=== Excerpted data ===

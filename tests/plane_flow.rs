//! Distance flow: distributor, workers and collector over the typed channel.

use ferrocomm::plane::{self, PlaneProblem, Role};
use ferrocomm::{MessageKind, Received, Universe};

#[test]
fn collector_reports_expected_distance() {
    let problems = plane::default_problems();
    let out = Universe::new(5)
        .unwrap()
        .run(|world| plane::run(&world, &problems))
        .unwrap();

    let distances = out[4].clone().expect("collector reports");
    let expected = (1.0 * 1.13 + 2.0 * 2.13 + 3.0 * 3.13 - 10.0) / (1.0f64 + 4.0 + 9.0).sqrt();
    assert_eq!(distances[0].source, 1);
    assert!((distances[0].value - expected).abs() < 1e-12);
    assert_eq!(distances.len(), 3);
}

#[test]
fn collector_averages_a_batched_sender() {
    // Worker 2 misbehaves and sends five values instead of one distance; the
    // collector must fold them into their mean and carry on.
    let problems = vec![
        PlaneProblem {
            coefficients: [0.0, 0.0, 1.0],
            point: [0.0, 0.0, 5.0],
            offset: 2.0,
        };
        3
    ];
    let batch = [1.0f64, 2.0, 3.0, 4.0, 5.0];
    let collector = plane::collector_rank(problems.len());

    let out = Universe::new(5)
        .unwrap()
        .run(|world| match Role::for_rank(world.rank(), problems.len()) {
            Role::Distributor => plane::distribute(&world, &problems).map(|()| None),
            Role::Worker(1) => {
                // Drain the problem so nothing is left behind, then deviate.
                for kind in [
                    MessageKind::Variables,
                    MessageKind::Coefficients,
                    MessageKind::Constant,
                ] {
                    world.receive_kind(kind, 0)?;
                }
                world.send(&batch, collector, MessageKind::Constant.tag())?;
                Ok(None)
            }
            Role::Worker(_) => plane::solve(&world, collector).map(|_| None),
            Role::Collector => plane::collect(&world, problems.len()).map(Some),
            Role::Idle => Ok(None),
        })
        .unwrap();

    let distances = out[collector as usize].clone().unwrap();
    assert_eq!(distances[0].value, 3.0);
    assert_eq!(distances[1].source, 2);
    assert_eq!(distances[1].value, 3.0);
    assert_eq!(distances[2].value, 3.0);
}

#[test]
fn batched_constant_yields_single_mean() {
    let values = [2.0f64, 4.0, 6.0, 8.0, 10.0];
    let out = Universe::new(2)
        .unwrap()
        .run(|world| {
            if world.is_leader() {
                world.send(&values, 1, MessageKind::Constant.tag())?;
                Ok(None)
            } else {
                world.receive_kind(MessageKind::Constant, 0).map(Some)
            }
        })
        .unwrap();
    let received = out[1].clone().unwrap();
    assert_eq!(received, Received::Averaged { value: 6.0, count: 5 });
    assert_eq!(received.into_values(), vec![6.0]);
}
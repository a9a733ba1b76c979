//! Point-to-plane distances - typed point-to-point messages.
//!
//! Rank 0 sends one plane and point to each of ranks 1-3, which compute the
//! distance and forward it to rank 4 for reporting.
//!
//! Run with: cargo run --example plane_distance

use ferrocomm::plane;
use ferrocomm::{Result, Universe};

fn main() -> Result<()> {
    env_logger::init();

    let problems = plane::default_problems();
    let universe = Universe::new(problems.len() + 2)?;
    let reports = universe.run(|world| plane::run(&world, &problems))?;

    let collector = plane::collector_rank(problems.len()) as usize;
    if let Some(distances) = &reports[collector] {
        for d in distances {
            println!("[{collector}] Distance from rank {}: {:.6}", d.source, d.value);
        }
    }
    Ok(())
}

===

Take every line above where "clone" appears and copy it.

Exercise response:
    let distances = out[4].clone().expect("collector reports");
    let distances = out[collector as usize].clone().unwrap();
    let received = out[1].clone().unwrap();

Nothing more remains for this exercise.